I am reducing a lot (~100s) of XMM-Newton datasets using python notebooks that call terminal SAS commands. When I want to reduce more than one dataset on my local machine, I make sure to use separate jupyter kernel for each datasets or each loop over datasets, so that environmental variables that SAS uses (e.g. $SAS_ODF) don’t get mixed up between data sets. Now I want to try to reduce a few ~10s of datasets in parallel here on Fornax, and have a couple of questions:
What would be the best approach to make sure the notebooks use separate kernels? What I am doing now is creating copies of sas environment via instructions in this thread and then run separate notebooks in my-sas1, my-sas2… and so on. I want to make sure that this is truly using separate kernels, and see whether there’s a simpler way.
Is there a more clever way to parallelize this? Making copies of environments and notebooks is somewhat onerous once we’re talking about ~100s of datasets. I wonder if this could be more automated so everything can be done in a ~day using the XL server vs many days on the smallest ones.
I asked @rjtanner about this and it seems that there’s not obvious ways to make the sas software not need separate kernels/environments unfrotunately.
In order to parallelize, you don’t need a separate kernel for each run. Calling the command line tool as a subprocess and passing the environment variables to each call will ensure the calls are isolated. This is how I usually do it.
In the following:
obsids defines the list of observation IDs you want to process, assumed already downloaded.
run_rgsproc is an example of the function that you want to run. Change this as you wish following the skeleton. Its job is to process a single observation.
For completeness, note that you may need to run cifbuild and odfingest before rgsproc following the standard analysis procedure. Those. can be parallelized in a similar fashion.
Run this in the sas environment in the terminal (activate with microconda activate sas) or using the sas notebook kernel.
import os
import subprocess
from multiprocessing import Pool, cpu_count
def run_rgsproc(obsid):
"""Setup and run rgsproc.
This is the main function that processes a single observation"""

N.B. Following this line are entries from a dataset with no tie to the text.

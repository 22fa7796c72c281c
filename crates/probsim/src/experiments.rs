//! End-to-end experiments: run a generator, then reduce its tally.

use std::collections::BTreeMap;

use serde::Serialize;

use crate::estimate::{Estimate, precision};
use crate::runner::SimulationRunner;
use crate::trials::{Birthday, Dice, DiagnosticTest, MontyHall};
use crate::{RandomSource, SimError};

/// Smallest and largest sum of two dice.
pub const DICE_SUMS: std::ops::RangeInclusive<u8> = 2..=12;

/// Fraction of groups containing a shared birthday.
pub fn birthday_collision<R>(
    runner: &SimulationRunner,
    trial: &Birthday,
    rng: &mut R,
) -> Result<Estimate, SimError>
where
    R: RandomSource + Send,
{
    let table = runner.run(trial, rng)?;
    Estimate::from_counts(table.count(&true), table.total())
}

/// Fraction of rolls landing on each sum in `2..=12`.
///
/// Sums that never came up are reported with an estimate of 0.
pub fn dice_distribution<R>(
    runner: &SimulationRunner,
    rng: &mut R,
) -> Result<BTreeMap<u8, Estimate>, SimError>
where
    R: RandomSource + Send,
{
    let table = runner.run(&Dice, rng)?;
    let total = table.total();
    DICE_SUMS
        .map(|sum| {
            Estimate::from_counts(table.count(&sum), total).map(|estimate| (sum, estimate))
        })
        .collect()
}

/// Win rates of the two Monty Hall strategies.
#[derive(Debug, Clone, Copy, PartialEq, Serialize)]
pub struct MontyHallEstimate {
    pub stay: Estimate,
    pub switch: Estimate,
}

/// Plays `num_trials` games and reports how often each strategy wins.
pub fn monty_hall<R>(
    runner: &SimulationRunner,
    rng: &mut R,
) -> Result<MontyHallEstimate, SimError>
where
    R: RandomSource + Send,
{
    let table = runner.run(&MontyHall, rng)?;
    Ok(MontyHallEstimate {
        stay: Estimate::from_counts(table.first_hits(), table.total())?,
        switch: Estimate::from_counts(table.second_hits(), table.total())?,
    })
}

/// Precision of a diagnostic test over a sampled population.
#[derive(Debug, Clone, Copy, PartialEq, Serialize)]
pub struct DiagnosticEstimate {
    pub precision: Estimate,
    pub num_sick: u64,
    pub num_diagnosed: u64,
}

/// Samples `num_trials` people and reports the fraction of diagnosed people
/// who are actually sick.
pub fn diagnostic_precision<R>(
    runner: &SimulationRunner,
    test: &DiagnosticTest,
    rng: &mut R,
) -> Result<DiagnosticEstimate, SimError>
where
    R: RandomSource + Send,
{
    let table = runner.run(test, rng)?;
    let num_sick = table.first_hits();
    let num_diagnosed = table.second_hits();
    debug_assert!(num_diagnosed >= num_sick, "every sick person is diagnosed");

    if num_diagnosed == 0 {
        tracing::warn!(
            num_trials = runner.num_trials(),
            "no diagnosed cases sampled, precision is undefined"
        );
    }

    Ok(DiagnosticEstimate {
        precision: precision(num_sick, num_diagnosed)?,
        num_sick,
        num_diagnosed,
    })
}

#[cfg(test)]
mod tests {
    use super::*;
    use crate::{ScriptedRng, SimRng};

    #[test]
    fn dice_distribution_covers_every_sum() {
        let runner = SimulationRunner::new(100).expect("valid");
        let distribution = dice_distribution(&runner, &mut SimRng::new(4)).expect("run");

        assert_eq!(distribution.len(), 11);
        assert_eq!(
            distribution.keys().copied().collect::<Vec<_>>(),
            DICE_SUMS.collect::<Vec<_>>()
        );
        let total: f64 = distribution.values().map(Estimate::value).sum();
        assert!((total - 1.0).abs() < 1e-9);
    }

    #[test]
    fn unrolled_sums_report_zero() {
        let runner = SimulationRunner::new(10).expect("valid");
        let mut rng = ScriptedRng::new(vec![2, 3]);

        let distribution = dice_distribution(&runner, &mut rng).expect("run");

        assert_eq!(distribution[&7].value(), 1.0);
        assert_eq!(distribution[&2].value(), 0.0);
    }

    #[test]
    fn monty_hall_fractions_sum_to_one() {
        let runner = SimulationRunner::new(1_000).expect("valid");
        let estimate = monty_hall(&runner, &mut SimRng::new(8)).expect("run");

        assert!((estimate.stay.value() + estimate.switch.value() - 1.0).abs() < 1e-12);
    }

    #[test]
    fn diagnostic_without_positives_is_undefined() {
        let runner = SimulationRunner::new(50).expect("valid");
        let mut rng = ScriptedRng::new(vec![0]);

        let result = diagnostic_precision(&runner, &DiagnosticTest::default(), &mut rng);

        assert!(matches!(
            result,
            Err(SimError::UndefinedEstimate {
                estimate: "precision",
                ..
            })
        ));
    }

    #[test]
    fn diagnostic_scripted_precision() {
        // Person 1 sick (draw 1); person 2 healthy (0) then false positive (1);
        // person 3 healthy (0) then negative (0).
        let runner = SimulationRunner::new(3).expect("valid");
        let mut rng = ScriptedRng::new(vec![1, 0, 1, 0, 0]);

        let estimate =
            diagnostic_precision(&runner, &DiagnosticTest::default(), &mut rng).expect("run");

        assert_eq!(estimate.num_sick, 1);
        assert_eq!(estimate.num_diagnosed, 2);
        assert_eq!(estimate.precision.value(), 0.5);
    }

    #[test]
    fn birthday_estimate_carries_sample_count() {
        let runner = SimulationRunner::new(250).expect("valid");
        let trial = Birthday::new(30).expect("valid");

        let estimate = birthday_collision(&runner, &trial, &mut SimRng::new(1)).expect("run");

        assert_eq!(estimate.samples(), 250);
        assert!((0.0..=1.0).contains(&estimate.value()));
    }
}
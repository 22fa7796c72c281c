//! Reduction of raw counts into probability estimates.

use std::fmt;

use serde::Serialize;

use crate::SimError;

/// Two-sided z-score for a 95% normal confidence interval.
pub const Z_95: f64 = 1.959_963_984_540_054;

/// Returns `count / total`.
///
/// A zero `total` is an error rather than NaN. `count == total` yields
/// exactly `1.0` and `count == 0` exactly `0.0`.
pub fn to_fraction(count: u64, total: u64) -> Result<f64, SimError> {
    if total == 0 {
        return Err(SimError::UndefinedEstimate {
            estimate: "fraction",
            reason: "total is zero",
        });
    }
    debug_assert!(count <= total, "count {count} exceeds total {total}");
    Ok(count as f64 / total as f64)
}

/// Fraction of diagnosed people who are actually sick.
pub fn precision(num_sick: u64, num_diagnosed: u64) -> Result<Estimate, SimError> {
    if num_diagnosed == 0 {
        return Err(SimError::UndefinedEstimate {
            estimate: "precision",
            reason: "no diagnosed cases",
        });
    }
    Estimate::from_counts(num_sick, num_diagnosed)
}

/// Monte Carlo estimate of a probability together with its sample size.
#[derive(Debug, Clone, Copy, PartialEq, Serialize)]
pub struct Estimate {
    value: f64,
    samples: u64,
}

impl Estimate {
    /// Estimate from `count` successes out of `total` samples.
    pub fn from_counts(count: u64, total: u64) -> Result<Self, SimError> {
        Ok(Self {
            value: to_fraction(count, total)?,
            samples: total,
        })
    }

    /// Point estimate in `[0, 1]`.
    pub fn value(&self) -> f64 {
        self.value
    }

    /// Number of samples the estimate was derived from.
    pub fn samples(&self) -> u64 {
        self.samples
    }

    /// Binomial standard error `sqrt(p(1-p)/n)`.
    pub fn standard_error(&self) -> f64 {
        (self.value * (1.0 - self.value) / self.samples as f64).sqrt()
    }

    /// Normal-approximation interval `p ± z·se`, clamped to `[0, 1]`.
    pub fn confidence_interval(&self, z: f64) -> (f64, f64) {
        let margin = z * self.standard_error();
        (
            (self.value - margin).max(0.0),
            (self.value + margin).min(1.0),
        )
    }

    /// 95% confidence interval.
    pub fn confidence_95(&self) -> (f64, f64) {
        self.confidence_interval(Z_95)
    }
}

impl fmt::Display for Estimate {
    fn fmt(&self, f: &mut fmt::Formatter<'_>) -> fmt::Result {
        write!(f, "{:.4} ± {:.4}", self.value, Z_95 * self.standard_error())
    }
}
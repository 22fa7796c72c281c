//! Trial generators.
//!
//! A trial is one independent simulated event: a group of people comparing
//! birthdays, a roll of two dice, a game of Monty Hall, a patient taking a
//! diagnostic test. Each generator draws only from the source it is handed
//! and writes only to its own outcome, so trials can run in any order or on
//! any worker.

mod birthday;
mod diagnostic;
mod dice;
mod monty_hall;

pub use birthday::{Birthday, DAYS_IN_YEAR, has_duplicates};
pub use diagnostic::{
    DEFAULT_FALSE_POSITIVE_ONE_IN, DEFAULT_PREVALENCE_ONE_IN, DiagnosticTest, Diagnosis,
    is_positive_event,
};
pub use dice::{DIE_SIDES, Dice};
pub use monty_hall::{DOORS, MontyHall, MontyHallOutcome};

use crate::RandomSource;
use crate::tally::Tally;

/// A probabilistic experiment the runner can repeat.
pub trait Trial {
    /// Result of a single trial.
    type Outcome: Send;

    /// Accumulator the runner records outcomes into.
    type Tally: Tally<Self::Outcome>;

    /// Runs one trial, drawing from `rng`.
    fn run<R: RandomSource + ?Sized>(&self, rng: &mut R) -> Self::Outcome;

    /// Short name used in logs.
    fn name(&self) -> &'static str;
}
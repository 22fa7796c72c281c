//! Configuration error types

use thiserror::Error;

#[derive(Debug, Error)]
pub enum ConfigError {
    #[error("Invalid configuration: {0}")]
    ValidationError(String),

    #[error("Failed to render configuration as TOML: {0}")]
    RenderError(#[from] toml::ser::Error),

    #[error("XDG directory error: {0}")]
    XdgError(String),
}
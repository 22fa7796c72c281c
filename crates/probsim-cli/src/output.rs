//! Output formats and table rendering using comfy-table.

use clap::ValueEnum;
use comfy_table::modifiers::UTF8_ROUND_CORNERS;
use comfy_table::presets::UTF8_FULL;
use comfy_table::{Attribute, Cell, CellAlignment, ContentArrangement, Table};
use probsim::Estimate;

/// Output format for results.
#[derive(Debug, Clone, Copy, PartialEq, Eq, ValueEnum)]
pub enum OutputFormat {
    /// Human-readable text output.
    Human,
    /// JSON output for tooling.
    Json,
}

/// Formats an estimate with its 95% interval.
pub fn format_estimate(estimate: &Estimate) -> String {
    let (low, high) = estimate.confidence_95();
    format!("{estimate}  (95% CI {low:.4}..{high:.4})")
}

/// Creates a table with one row per labelled estimate.
pub fn estimate_table(label: &str, rows: &[(String, Estimate)]) -> Table {
    let mut table = Table::new();

    table
        .load_preset(UTF8_FULL)
        .apply_modifier(UTF8_ROUND_CORNERS)
        .set_content_arrangement(ContentArrangement::Dynamic);

    table.set_header(
        [label, "Estimate", "Std. error", "95% CI"]
            .into_iter()
            .map(|title| Cell::new(title).add_attribute(Attribute::Bold)),
    );

    for (name, estimate) in rows {
        let (low, high) = estimate.confidence_95();
        table.add_row(vec![
            Cell::new(name).set_alignment(CellAlignment::Right),
            Cell::new(format!("{:.4}", estimate.value())),
            Cell::new(format!("{:.5}", estimate.standard_error())),
            Cell::new(format!("{low:.4}..{high:.4}")),
        ]);
    }

    table
}

/// Prints a JSON value on stdout.
pub fn print_json(value: &serde_json::Value) -> anyhow::Result<()> {
    println!("{}", serde_json::to_string_pretty(value)?);
    Ok(())
}

#[cfg(test)]
mod tests {
    use super::*;

    #[test]
    fn estimate_line_includes_interval() {
        let estimate = Estimate::from_counts(1, 2).expect("valid");
        let line = format_estimate(&estimate);
        assert!(line.starts_with("0.5000 ± 0.6930"));
        assert!(line.contains("95% CI 0.0000..1.0000"));
    }

    #[test]
    fn table_has_row_per_estimate() {
        let rows = vec![
            ("stay".to_string(), Estimate::from_counts(1, 3).expect("valid")),
            ("switch".to_string(), Estimate::from_counts(2, 3).expect("valid")),
        ];
        let rendered = estimate_table("Strategy", &rows).to_string();
        assert!(rendered.contains("stay"));
        assert!(rendered.contains("switch"));
        assert!(rendered.contains("0.6667"));
    }
}
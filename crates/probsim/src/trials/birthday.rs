//! Shared-birthday collision trial.
//!
//! See <https://en.wikipedia.org/wiki/Birthday_problem>.

use std::collections::HashSet;

use super::Trial;
use crate::tally::FrequencyTable;
use crate::{RandomSource, SimError};

/// Days in a non-leap year.
pub const DAYS_IN_YEAR: u64 = 365;

/// Draws a random group and reports whether two members share a birthday.
#[derive(Debug, Clone, Copy, PartialEq, Eq)]
pub struct Birthday {
    group_size: u64,
    days_in_year: u64,
}

impl Birthday {
    /// Creates a trial for groups of `group_size` over a 365-day year.
    pub fn new(group_size: u64) -> Result<Self, SimError> {
        Self::with_days_in_year(group_size, DAYS_IN_YEAR)
    }

    /// Creates a trial with a custom year length.
    pub fn with_days_in_year(group_size: u64, days_in_year: u64) -> Result<Self, SimError> {
        Ok(Self {
            group_size: SimError::require_positive("group_size", group_size)?,
            days_in_year: SimError::require_positive("days_in_year", days_in_year)?,
        })
    }

    pub fn group_size(&self) -> u64 {
        self.group_size
    }

    pub fn days_in_year(&self) -> u64 {
        self.days_in_year
    }

    /// Returns true as soon as a drawn day repeats.
    ///
    /// Remaining members are not drawn once a collision is found.
    pub fn has_collision<R: RandomSource + ?Sized>(&self, rng: &mut R) -> bool {
        let mut seen = HashSet::new();
        for _ in 0..self.group_size {
            let day = rng.next_uniform(self.days_in_year);
            if !seen.insert(day) {
                return true;
            }
        }
        false
    }

    /// Draws a birthday for every member of the group.
    pub fn draw_group<R: RandomSource + ?Sized>(&self, rng: &mut R) -> Vec<u64> {
        (0..self.group_size)
            .map(|_| rng.next_uniform(self.days_in_year))
            .collect()
    }

    /// Draws the whole group first, then checks for a repeated day.
    ///
    /// Same answer as [`Birthday::has_collision`] for the same draws, but
    /// always consumes `group_size` values.
    pub fn has_collision_exhaustive<R: RandomSource + ?Sized>(&self, rng: &mut R) -> bool {
        has_duplicates(&self.draw_group(rng))
    }
}

impl Trial for Birthday {
    type Outcome = bool;
    type Tally = FrequencyTable<bool>;

    #[inline]
    fn run<R: RandomSource + ?Sized>(&self, rng: &mut R) -> bool {
        self.has_collision(rng)
    }

    fn name(&self) -> &'static str {
        "birthday"
    }
}

/// Returns true if any value appears more than once.
pub fn has_duplicates(values: &[u64]) -> bool {
    let mut seen = HashSet::with_capacity(values.len());
    values.iter().any(|value| !seen.insert(*value))
}
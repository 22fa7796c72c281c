//! Path utilities and XDG directory discovery

use crate::ConfigError;
use directories::ProjectDirs;
use std::path::{Path, PathBuf};

/// XDG-compliant paths for probsim
pub struct Paths {
    project_dirs: Option<ProjectDirs>,
}

impl Paths {
    /// Create a new Paths instance with XDG discovery
    pub fn new() -> Self {
        Self {
            project_dirs: ProjectDirs::from("org", "probsim", "probsim"),
        }
    }

    /// Get user config directory (~/.config/probsim/)
    pub fn user_config_dir(&self) -> Result<PathBuf, ConfigError> {
        self.project_dirs
            .as_ref()
            .map(|p| p.config_dir().to_path_buf())
            .ok_or_else(|| {
                ConfigError::XdgError("Failed to determine user config directory".to_string())
            })
    }

    /// Get user config file path (~/.config/probsim/config.toml)
    pub fn user_config_file(&self) -> Result<PathBuf, ConfigError> {
        Ok(self.user_config_dir()?.join("config.toml"))
    }

    /// Get project config file path (probsim.toml)
    pub fn project_config_file(project_dir: impl AsRef<Path>) -> PathBuf {
        project_dir.as_ref().join("probsim.toml")
    }

    /// Get local config file path (probsim.local.toml, gitignored)
    pub fn local_config_file(project_dir: impl AsRef<Path>) -> PathBuf {
        project_dir.as_ref().join("probsim.local.toml")
    }
}

impl Default for Paths {
    fn default() -> Self {
        Self::new()
    }
}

# Example steps may include:
# chdir to obsid/ODF
os.chdir(f'{obsid}/ODF')
# clone os.environ to isolate from other parallel runs
envs = os.environ.copy()
# add variables needed for SAS
envs['SAS_CCF'] = '...'
env['SAS_ODF'] = '...'
# setup the command
# add extra arguments as needed. e.g. withmlambdacolumn=yes bkgcorrect=no ..
command = 'rgsproc'
# call the command as a subprocess so we can pass our envs dictionary.
# log the output to a file
with open(f'{obsid}_rgsproc.log', 'w') as logfile:
result = subprocess.run(
command, shell=True, text=True, env=envs, check=False,
stdout=logfile, stderr=subprocess.STDOUT
)
return result.returncode
# Now make the parallel call
obsids = ['0606321501', '0606321601', ...]
nprocesses = min(cpu_count(), len(obsids))
with Pool(nprocesses) as pool:
result = pool.map(run_rgsproc, obsids)
# check 'result' for the return codes from the commands
Thanks for this. Took me a while, but it seems to work!
The downside in general is that for something like data reduction of CCDs/gratings, the CPU/memory ratio of all allocations is far from optimal. Current server option ratios are 4 GB RAM/CPU, but for large number of dataset reduction workflows something like 1-2 GB RAM/CPU server would be much more appropriate. Not sure if this is because CPU is what’s more expensive, or other reasons.